[Stored items from a collection]
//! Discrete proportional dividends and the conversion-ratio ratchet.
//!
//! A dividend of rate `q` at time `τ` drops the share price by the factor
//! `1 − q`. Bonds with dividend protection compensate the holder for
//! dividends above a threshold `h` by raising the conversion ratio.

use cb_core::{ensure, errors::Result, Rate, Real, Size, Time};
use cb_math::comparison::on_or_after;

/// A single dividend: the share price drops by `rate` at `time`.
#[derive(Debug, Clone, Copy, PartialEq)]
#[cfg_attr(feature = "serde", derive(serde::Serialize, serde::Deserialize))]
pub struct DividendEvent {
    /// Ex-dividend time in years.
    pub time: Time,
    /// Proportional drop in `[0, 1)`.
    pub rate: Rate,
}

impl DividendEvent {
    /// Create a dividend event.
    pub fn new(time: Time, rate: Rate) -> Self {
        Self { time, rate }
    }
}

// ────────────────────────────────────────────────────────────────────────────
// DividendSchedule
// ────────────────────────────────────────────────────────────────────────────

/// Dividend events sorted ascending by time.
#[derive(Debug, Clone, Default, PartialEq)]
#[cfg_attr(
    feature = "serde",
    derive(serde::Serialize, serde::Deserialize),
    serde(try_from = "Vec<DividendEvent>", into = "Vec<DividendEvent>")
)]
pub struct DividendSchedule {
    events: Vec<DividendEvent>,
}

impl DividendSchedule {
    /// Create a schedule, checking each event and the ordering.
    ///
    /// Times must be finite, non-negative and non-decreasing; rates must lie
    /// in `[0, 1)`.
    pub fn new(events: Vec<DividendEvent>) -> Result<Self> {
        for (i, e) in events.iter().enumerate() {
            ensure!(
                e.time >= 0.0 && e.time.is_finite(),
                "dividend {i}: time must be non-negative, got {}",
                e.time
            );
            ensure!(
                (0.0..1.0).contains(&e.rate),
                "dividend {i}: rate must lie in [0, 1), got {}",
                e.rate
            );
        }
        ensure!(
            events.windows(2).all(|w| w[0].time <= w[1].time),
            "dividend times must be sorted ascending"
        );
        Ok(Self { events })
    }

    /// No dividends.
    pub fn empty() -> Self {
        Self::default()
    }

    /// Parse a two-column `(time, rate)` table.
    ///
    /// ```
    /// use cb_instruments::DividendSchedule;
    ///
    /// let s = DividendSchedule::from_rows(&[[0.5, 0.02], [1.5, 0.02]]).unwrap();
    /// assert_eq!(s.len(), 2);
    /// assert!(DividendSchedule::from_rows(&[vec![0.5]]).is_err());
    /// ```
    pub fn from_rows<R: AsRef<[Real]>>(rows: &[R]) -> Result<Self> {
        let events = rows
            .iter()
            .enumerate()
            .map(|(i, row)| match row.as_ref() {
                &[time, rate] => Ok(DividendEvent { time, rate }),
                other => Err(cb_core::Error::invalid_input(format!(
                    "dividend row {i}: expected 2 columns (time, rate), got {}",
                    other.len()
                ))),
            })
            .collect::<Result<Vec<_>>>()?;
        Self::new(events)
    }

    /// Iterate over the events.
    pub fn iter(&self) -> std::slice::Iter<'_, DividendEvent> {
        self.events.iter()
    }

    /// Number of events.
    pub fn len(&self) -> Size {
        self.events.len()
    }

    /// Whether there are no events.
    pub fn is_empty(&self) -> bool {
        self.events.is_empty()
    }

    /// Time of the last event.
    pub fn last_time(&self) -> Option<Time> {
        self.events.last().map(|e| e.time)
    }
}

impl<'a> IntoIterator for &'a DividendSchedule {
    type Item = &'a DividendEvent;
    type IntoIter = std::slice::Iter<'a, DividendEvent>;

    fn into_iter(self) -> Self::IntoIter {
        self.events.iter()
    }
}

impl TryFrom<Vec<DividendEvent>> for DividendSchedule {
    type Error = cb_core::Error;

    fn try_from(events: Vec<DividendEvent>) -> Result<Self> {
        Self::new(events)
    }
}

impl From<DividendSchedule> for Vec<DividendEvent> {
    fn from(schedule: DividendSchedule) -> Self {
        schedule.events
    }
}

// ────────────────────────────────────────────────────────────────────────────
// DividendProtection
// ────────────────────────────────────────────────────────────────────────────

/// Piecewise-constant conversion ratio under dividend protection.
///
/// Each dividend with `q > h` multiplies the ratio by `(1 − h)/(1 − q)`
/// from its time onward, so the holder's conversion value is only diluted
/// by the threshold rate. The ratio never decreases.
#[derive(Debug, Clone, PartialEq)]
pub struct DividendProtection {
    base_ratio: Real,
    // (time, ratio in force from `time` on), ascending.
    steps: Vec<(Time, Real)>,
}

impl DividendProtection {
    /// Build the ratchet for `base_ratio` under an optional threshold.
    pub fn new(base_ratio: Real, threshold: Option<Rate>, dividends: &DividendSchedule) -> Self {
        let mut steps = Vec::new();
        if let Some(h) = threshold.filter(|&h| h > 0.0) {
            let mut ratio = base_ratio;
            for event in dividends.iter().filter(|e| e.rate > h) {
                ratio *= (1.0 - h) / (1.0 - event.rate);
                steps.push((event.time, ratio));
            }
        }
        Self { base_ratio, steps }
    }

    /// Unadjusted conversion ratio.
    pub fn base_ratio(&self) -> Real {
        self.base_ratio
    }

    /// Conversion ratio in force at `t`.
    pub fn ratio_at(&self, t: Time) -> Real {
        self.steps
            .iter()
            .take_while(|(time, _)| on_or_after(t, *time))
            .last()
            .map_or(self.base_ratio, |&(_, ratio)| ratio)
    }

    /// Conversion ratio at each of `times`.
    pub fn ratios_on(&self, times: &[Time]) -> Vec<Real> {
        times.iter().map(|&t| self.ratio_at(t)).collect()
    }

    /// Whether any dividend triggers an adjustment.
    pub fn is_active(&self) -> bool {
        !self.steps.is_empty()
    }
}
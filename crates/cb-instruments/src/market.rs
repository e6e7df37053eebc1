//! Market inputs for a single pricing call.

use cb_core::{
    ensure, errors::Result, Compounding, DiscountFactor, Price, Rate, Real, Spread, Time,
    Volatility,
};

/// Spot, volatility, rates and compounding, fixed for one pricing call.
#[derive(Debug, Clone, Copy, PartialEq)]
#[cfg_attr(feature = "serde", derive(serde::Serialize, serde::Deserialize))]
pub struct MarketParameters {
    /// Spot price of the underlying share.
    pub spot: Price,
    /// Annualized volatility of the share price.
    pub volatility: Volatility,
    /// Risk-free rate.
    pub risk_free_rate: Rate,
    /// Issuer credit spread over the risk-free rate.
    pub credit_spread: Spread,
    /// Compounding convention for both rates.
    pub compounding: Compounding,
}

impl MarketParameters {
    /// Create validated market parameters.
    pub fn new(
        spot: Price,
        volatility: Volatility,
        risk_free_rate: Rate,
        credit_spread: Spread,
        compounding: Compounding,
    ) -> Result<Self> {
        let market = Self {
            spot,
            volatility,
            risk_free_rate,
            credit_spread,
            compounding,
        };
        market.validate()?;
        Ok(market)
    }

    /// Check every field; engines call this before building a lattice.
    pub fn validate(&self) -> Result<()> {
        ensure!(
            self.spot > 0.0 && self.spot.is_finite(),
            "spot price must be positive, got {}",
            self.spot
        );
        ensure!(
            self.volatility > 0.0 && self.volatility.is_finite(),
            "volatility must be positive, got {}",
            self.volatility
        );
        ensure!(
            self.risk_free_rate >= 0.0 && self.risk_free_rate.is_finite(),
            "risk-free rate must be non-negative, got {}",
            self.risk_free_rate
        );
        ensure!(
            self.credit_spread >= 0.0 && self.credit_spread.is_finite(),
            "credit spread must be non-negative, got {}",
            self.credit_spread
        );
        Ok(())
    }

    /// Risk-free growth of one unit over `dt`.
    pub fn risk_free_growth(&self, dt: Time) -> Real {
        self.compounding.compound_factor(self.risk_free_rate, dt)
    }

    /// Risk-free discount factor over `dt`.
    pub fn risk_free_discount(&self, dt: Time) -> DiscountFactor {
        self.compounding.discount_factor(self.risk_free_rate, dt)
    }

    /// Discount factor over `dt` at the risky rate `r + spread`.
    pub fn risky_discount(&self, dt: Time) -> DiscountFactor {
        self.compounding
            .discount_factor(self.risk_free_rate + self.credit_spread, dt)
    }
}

▸ **Exercise aim**
Your answer should be a single number: the count of lines in the entries that hold the string "with".

▸ **Written response**
2